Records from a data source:
# # # # # # #

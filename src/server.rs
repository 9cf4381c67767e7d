//! JSON HTTP API.
//!
//! # Endpoints
//!
//! | Method | Path | Description |
//! |--------|------|-------------|
//! | `GET`  | `/datasets` | Newest-first dataset summaries with counts |
//! | `POST` | `/datasets` | Create a dataset and get a pre-signed upload URL |
//! | `GET`  | `/datasets/{id}` | Dataset, its documents and first 100 samples |
//! | `POST` | `/datasets/{id}/parse` | Parse the uploaded PDF into samples |
//! | `POST` | `/storage` | Pre-sign a `GET` or `PUT` for any key |
//! | `GET`  | `/queue` | Task queue status |
//! | `GET`  | `/health` | Configuration presence flags |
//!
//! # Error Contract
//!
//! ```json
//! { "error": { "code": "bad_request", "message": "Invalid request body",
//!              "details": [{ "path": "name", "message": "must not be empty" }] } }
//! ```
//!
//! Error codes: `bad_request` (400), `not_found` (404), `conflict` (409),
//! `extraction_failed` (500), `internal` (500). Internal failures are logged
//! and returned without detail.
//!
//! Parse requests run on the shared [`TaskQueue`], so at most one parse is in
//! flight per process.
//!
//! # CORS
//!
//! All origins, methods, and headers are permitted.

use axum::{
    extract::{rejection::JsonRejection, Path, State},
    http::StatusCode,
    response::{IntoResponse, Response},
    routing::{get, post},
    Json, Router,
};
use serde::de::DeserializeOwned;
use serde::{Deserialize, Serialize};
use serde_json::json;
use std::sync::Arc;
use tower_http::cors::{Any, CorsLayer};
use tower_http::trace::TraceLayer;

use crate::config::Config;
use crate::db;
use crate::error::IngestError;
use crate::ingest::Ingestor;
use crate::migrate;
use crate::models::{DatasetDetail, DatasetSummary};
use crate::queue::{QueueError, QueueStatus, TaskQueue};
use crate::storage::{PresignMethod, S3Storage, DEFAULT_PRESIGN_TTL_SECS};
use crate::store::SqliteStore;

/// Shared application state passed to all route handlers via Axum's `State` extractor.
#[derive(Clone)]
pub struct AppState {
    config: Arc<Config>,
    ingestor: Ingestor,
    queue: TaskQueue,
}

impl AppState {
    pub fn new(config: Config, ingestor: Ingestor, queue: TaskQueue) -> Self {
        Self {
            config: Arc::new(config),
            ingestor,
            queue,
        }
    }
}

/// Build the application router. Exposed separately from [`run_server`] so
/// tests can drive it without binding a socket.
pub fn router(state: AppState) -> Router {
    let cors = CorsLayer::new()
        .allow_origin(Any)
        .allow_methods(Any)
        .allow_headers(Any);

    Router::new()
        .route("/datasets", get(handle_list_datasets).post(handle_create_dataset))
        .route("/datasets/{id}", get(handle_get_dataset))
        .route("/datasets/{id}/parse", post(handle_parse_dataset))
        .route("/storage", post(handle_presign))
        .route("/queue", get(handle_queue_status))
        .route("/health", get(handle_health))
        .layer(TraceLayer::new_for_http())
        .layer(cors)
        .with_state(state)
}

/// Connect to the database and object storage, then serve until Ctrl-C.
pub async fn run_server(config: &Config) -> anyhow::Result<()> {
    let pool = db::connect(&config.db.url).await?;
    migrate::run_migrations(&pool).await?;

    let store = Arc::new(SqliteStore::new(pool));
    let storage = Arc::new(S3Storage::new(&config.s3)?);
    let ingestor = Ingestor::new(store, storage);
    let state = AppState::new(config.clone(), ingestor, TaskQueue::new());

    let bind_addr = config.server.bind.clone();
    let listener = tokio::net::TcpListener::bind(&bind_addr).await?;
    tracing::info!(addr = %bind_addr, env = config.env.as_str(), "listening");

    axum::serve(listener, router(state))
        .with_graceful_shutdown(shutdown_signal())
        .await?;

    tracing::info!("server stopped");
    Ok(())
}

async fn shutdown_signal() {
    if let Err(e) = tokio::signal::ctrl_c().await {
        tracing::error!(error = %e, "failed to listen for shutdown signal");
    }
}

// ============ Error response ============

#[derive(Serialize)]
struct ErrorBody {
    error: ErrorDetail,
}

#[derive(Serialize)]
struct ErrorDetail {
    code: String,
    message: String,
    #[serde(skip_serializing_if = "Option::is_none")]
    details: Option<serde_json::Value>,
}

/// Error type that converts into an Axum HTTP response.
#[derive(Debug)]
struct AppError {
    status: StatusCode,
    code: String,
    message: String,
    details: Option<serde_json::Value>,
}

impl AppError {
    fn with_details(mut self, details: serde_json::Value) -> Self {
        self.details = Some(details);
        self
    }
}

impl IntoResponse for AppError {
    fn into_response(self) -> Response {
        let body = ErrorBody {
            error: ErrorDetail {
                code: self.code,
                message: self.message,
                details: self.details,
            },
        };
        (self.status, Json(body)).into_response()
    }
}

fn bad_request(message: impl Into<String>) -> AppError {
    AppError {
        status: StatusCode::BAD_REQUEST,
        code: "bad_request".to_string(),
        message: message.into(),
        details: None,
    }
}

fn internal_error() -> AppError {
    AppError {
        status: StatusCode::INTERNAL_SERVER_ERROR,
        code: "internal".to_string(),
        message: "internal error".to_string(),
        details: None,
    }
}

fn status_for(code: &str) -> StatusCode {
    match code {
        "bad_request" => StatusCode::BAD_REQUEST,
        "not_found" => StatusCode::NOT_FOUND,
        "conflict" => StatusCode::CONFLICT,
        _ => StatusCode::INTERNAL_SERVER_ERROR,
    }
}

fn invalid_body(issues: Vec<(String, String)>) -> AppError {
    let details: Vec<serde_json::Value> = issues
        .into_iter()
        .map(|(path, message)| json!({ "path": path, "message": message }))
        .collect();
    bad_request("Invalid request body").with_details(json!(details))
}

impl From<IngestError> for AppError {
    fn from(err: IngestError) -> Self {
        if let IngestError::Validation { field, message } = err {
            return invalid_body(vec![(field, message)]);
        }
        if !err.is_client_visible() {
            tracing::error!(error = %err, "request failed");
            return internal_error();
        }
        let code = err.code();
        if code == "extraction_failed" {
            tracing::warn!(error = %err, "extraction failed");
        }
        AppError {
            status: status_for(code),
            code: code.to_string(),
            message: err.to_string(),
            details: None,
        }
    }
}

impl From<QueueError> for AppError {
    fn from(err: QueueError) -> Self {
        tracing::error!(error = %err, "queued task failed");
        internal_error()
    }
}

/// Decode a JSON body, separating unparseable input from a body of the
/// wrong shape.
fn parse_body<T: DeserializeOwned>(
    body: Result<Json<serde_json::Value>, JsonRejection>,
) -> Result<T, AppError> {
    let Json(value) = body.map_err(|rejection| {
        bad_request("Malformed JSON").with_details(json!({ "reason": rejection.body_text() }))
    })?;
    serde_json::from_value(value).map_err(|e| {
        bad_request("Invalid request body").with_details(json!([{ "message": e.to_string() }]))
    })
}

// ============ GET /health ============

#[derive(Serialize)]
#[serde(rename_all = "camelCase")]
struct HealthResponse {
    ok: bool,
    env: &'static str,
    has_db: bool,
    has_redis: bool,
    has_s3: bool,
}

/// Reports which backing services are configured. Does not contact them.
async fn handle_health(State(state): State<AppState>) -> Json<HealthResponse> {
    Json(HealthResponse {
        ok: true,
        env: state.config.env.as_str(),
        has_db: state.config.has_db(),
        has_redis: state.config.has_redis(),
        has_s3: state.config.has_s3(),
    })
}

// ============ /datasets ============

#[derive(Serialize)]
struct DatasetListResponse {
    datasets: Vec<DatasetSummary>,
}

async fn handle_list_datasets(
    State(state): State<AppState>,
) -> Result<Json<DatasetListResponse>, AppError> {
    let datasets = state.ingestor.list_datasets().await?;
    Ok(Json(DatasetListResponse { datasets }))
}

#[derive(Deserialize)]
struct CreateDatasetRequest {
    #[serde(default)]
    name: Option<String>,
    #[serde(default)]
    description: Option<String>,
}

#[derive(Serialize)]
#[serde(rename_all = "camelCase")]
struct CreateDatasetResponse {
    dataset_id: String,
    upload: UploadTarget,
}

#[derive(Serialize)]
struct UploadTarget {
    url: String,
    key: String,
}

async fn handle_create_dataset(
    State(state): State<AppState>,
    body: Result<Json<serde_json::Value>, JsonRejection>,
) -> Result<(StatusCode, Json<CreateDatasetResponse>), AppError> {
    let req: CreateDatasetRequest = parse_body(body)?;
    let name = req
        .name
        .ok_or_else(|| invalid_body(vec![("name".into(), "required".into())]))?;

    let created = state
        .ingestor
        .create_dataset(&name, req.description.as_deref())
        .await?;

    Ok((
        StatusCode::CREATED,
        Json(CreateDatasetResponse {
            dataset_id: created.dataset_id,
            upload: UploadTarget {
                url: created.upload_url,
                key: created.object_key,
            },
        }),
    ))
}

async fn handle_get_dataset(
    State(state): State<AppState>,
    Path(id): Path<String>,
) -> Result<Json<DatasetDetail>, AppError> {
    Ok(Json(state.ingestor.get_dataset(&id).await?))
}

#[derive(Serialize)]
#[serde(rename_all = "camelCase")]
struct ParseResponse {
    ok: bool,
    document_id: String,
    samples: usize,
}

async fn handle_parse_dataset(
    State(state): State<AppState>,
    Path(id): Path<String>,
) -> Result<Json<ParseResponse>, AppError> {
    let ingestor = state.ingestor.clone();
    let dataset_id = id.clone();
    let outcome = state
        .queue
        .run(format!("parse:{}", id), async move {
            ingestor.parse_dataset(&dataset_id).await
        })
        .await??;

    Ok(Json(ParseResponse {
        ok: true,
        document_id: outcome.document_id,
        samples: outcome.sample_count,
    }))
}

// ============ POST /storage ============

#[derive(Deserialize)]
#[serde(rename_all = "camelCase")]
struct PresignRequest {
    #[serde(default)]
    key: Option<String>,
    #[serde(default)]
    method: Option<String>,
    #[serde(default)]
    content_type: Option<String>,
}

#[derive(Serialize)]
struct PresignResponse {
    url: String,
}

async fn handle_presign(
    State(state): State<AppState>,
    body: Result<Json<serde_json::Value>, JsonRejection>,
) -> Result<Json<PresignResponse>, AppError> {
    let req: PresignRequest = parse_body(body)?;

    let mut issues = Vec::new();
    let key = req.key.unwrap_or_default();
    if key.trim().is_empty() {
        issues.push(("key".to_string(), "required".to_string()));
    }
    let method = match req.method.as_deref() {
        None => {
            issues.push(("method".to_string(), "required".to_string()));
            None
        }
        Some(raw) => match raw.parse::<PresignMethod>() {
            Ok(m) => Some(m),
            Err(e) => {
                issues.push(("method".to_string(), e));
                None
            }
        },
    };
    let method = match method {
        Some(m) if issues.is_empty() => m,
        _ => return Err(invalid_body(issues)),
    };

    state.ingestor.ensure_bucket().await?;
    let url = state.ingestor.presign(
        &key,
        method,
        req.content_type.as_deref(),
        DEFAULT_PRESIGN_TTL_SECS,
    )?;
    Ok(Json(PresignResponse { url }))
}

// ============ GET /queue ============

async fn handle_queue_status(State(state): State<AppState>) -> Json<QueueStatus> {
    Json(state.queue.status())
}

# # # # # # #

**What the task requires:**
Your answer must be the data above, copied exactly from its first line through the line containing "upload URL |", and nothing more.

**Solved exercise:**
filename src/server.rs
repository 9cf4381c67767e7d
//! JSON HTTP API.
//!
//! # Endpoints
//!
//! | Method | Path | Description |
//! |--------|------|-------------|
//! | `GET`  | `/datasets` | Newest-first dataset summaries with counts |
//! | `POST` | `/datasets` | Create a dataset and get a pre-signed upload URL |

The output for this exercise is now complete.